----- Data for the task
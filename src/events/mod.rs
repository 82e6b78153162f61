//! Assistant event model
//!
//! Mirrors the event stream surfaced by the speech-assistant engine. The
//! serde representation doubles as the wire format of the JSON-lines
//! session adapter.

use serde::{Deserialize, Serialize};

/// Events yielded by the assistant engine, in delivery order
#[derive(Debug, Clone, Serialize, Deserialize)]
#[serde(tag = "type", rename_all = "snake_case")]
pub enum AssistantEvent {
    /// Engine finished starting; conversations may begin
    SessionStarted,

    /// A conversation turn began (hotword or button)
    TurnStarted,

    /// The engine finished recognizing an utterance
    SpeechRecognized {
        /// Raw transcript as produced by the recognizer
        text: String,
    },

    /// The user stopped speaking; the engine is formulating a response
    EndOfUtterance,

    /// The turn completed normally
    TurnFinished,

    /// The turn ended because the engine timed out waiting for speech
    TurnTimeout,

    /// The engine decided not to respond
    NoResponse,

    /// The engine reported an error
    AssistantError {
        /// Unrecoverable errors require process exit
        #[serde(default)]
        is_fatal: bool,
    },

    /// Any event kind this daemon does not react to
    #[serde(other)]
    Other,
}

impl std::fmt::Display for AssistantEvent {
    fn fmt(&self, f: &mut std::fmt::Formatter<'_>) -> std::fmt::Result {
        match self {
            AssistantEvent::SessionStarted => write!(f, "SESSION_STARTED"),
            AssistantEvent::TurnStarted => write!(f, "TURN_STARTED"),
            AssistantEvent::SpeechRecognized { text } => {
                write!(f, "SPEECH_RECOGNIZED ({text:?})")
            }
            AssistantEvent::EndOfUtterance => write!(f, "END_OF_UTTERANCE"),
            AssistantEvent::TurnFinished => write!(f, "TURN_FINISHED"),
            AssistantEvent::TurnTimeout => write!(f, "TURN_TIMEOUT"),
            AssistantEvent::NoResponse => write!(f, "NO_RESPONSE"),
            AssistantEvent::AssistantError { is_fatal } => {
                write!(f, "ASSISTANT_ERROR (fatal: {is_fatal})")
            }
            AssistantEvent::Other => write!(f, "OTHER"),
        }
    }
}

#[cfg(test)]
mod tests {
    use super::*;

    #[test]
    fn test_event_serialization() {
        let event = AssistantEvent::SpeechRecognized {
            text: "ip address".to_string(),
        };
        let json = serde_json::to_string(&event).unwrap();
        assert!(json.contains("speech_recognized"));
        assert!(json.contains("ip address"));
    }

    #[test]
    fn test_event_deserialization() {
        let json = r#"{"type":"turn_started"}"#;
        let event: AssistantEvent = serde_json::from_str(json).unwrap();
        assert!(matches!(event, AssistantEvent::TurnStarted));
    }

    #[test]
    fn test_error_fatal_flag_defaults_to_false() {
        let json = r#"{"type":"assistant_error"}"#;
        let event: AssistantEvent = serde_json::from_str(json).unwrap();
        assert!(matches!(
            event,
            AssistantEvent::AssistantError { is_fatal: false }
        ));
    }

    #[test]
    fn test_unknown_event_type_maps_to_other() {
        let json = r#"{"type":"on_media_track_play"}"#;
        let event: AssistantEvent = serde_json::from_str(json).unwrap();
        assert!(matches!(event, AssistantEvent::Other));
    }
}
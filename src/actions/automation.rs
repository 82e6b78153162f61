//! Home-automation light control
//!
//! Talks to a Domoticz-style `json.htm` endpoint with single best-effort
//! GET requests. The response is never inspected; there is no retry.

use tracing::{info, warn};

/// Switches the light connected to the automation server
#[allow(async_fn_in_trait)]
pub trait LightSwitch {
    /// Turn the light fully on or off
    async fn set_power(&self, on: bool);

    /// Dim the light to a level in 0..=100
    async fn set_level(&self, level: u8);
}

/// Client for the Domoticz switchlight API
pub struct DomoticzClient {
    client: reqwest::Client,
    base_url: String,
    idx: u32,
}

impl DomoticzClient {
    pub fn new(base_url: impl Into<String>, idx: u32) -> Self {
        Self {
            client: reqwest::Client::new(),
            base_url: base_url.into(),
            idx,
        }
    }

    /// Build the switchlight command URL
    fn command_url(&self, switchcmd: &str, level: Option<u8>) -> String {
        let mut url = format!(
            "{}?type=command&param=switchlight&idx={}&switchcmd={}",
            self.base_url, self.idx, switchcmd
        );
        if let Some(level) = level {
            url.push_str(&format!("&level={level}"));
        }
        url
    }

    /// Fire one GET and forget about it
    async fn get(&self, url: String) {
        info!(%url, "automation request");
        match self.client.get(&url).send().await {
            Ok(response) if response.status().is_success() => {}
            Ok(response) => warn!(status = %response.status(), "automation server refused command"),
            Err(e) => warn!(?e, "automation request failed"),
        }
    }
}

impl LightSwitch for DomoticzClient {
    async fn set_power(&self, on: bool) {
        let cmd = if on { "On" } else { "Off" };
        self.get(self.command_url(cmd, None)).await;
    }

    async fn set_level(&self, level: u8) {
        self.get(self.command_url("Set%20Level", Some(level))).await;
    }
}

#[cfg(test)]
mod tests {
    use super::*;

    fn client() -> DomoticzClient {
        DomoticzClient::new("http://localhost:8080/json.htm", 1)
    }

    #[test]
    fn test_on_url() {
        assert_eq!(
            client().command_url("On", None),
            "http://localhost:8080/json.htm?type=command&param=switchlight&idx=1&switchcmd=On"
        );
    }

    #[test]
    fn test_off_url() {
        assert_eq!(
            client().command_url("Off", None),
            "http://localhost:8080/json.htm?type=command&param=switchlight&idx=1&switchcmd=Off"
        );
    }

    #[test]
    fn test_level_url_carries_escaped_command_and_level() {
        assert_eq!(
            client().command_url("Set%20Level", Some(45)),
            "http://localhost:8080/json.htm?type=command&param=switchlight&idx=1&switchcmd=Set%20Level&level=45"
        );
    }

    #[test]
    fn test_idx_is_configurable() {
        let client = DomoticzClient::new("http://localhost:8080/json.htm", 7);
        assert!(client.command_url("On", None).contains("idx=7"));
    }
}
----------
**Work instructions**
Please return exactly the lines from the opening line of the data above through the line with "in delivery order", both included and nothing else.

**The completed task**
filename src/events/mod.rs
repository 82e6b78153162f61
//! Assistant event model
//!
//! Mirrors the event stream surfaced by the speech-assistant engine. The
//! serde representation doubles as the wire format of the JSON-lines
//! session adapter.

use serde::{Deserialize, Serialize};

/// Events yielded by the assistant engine, in delivery order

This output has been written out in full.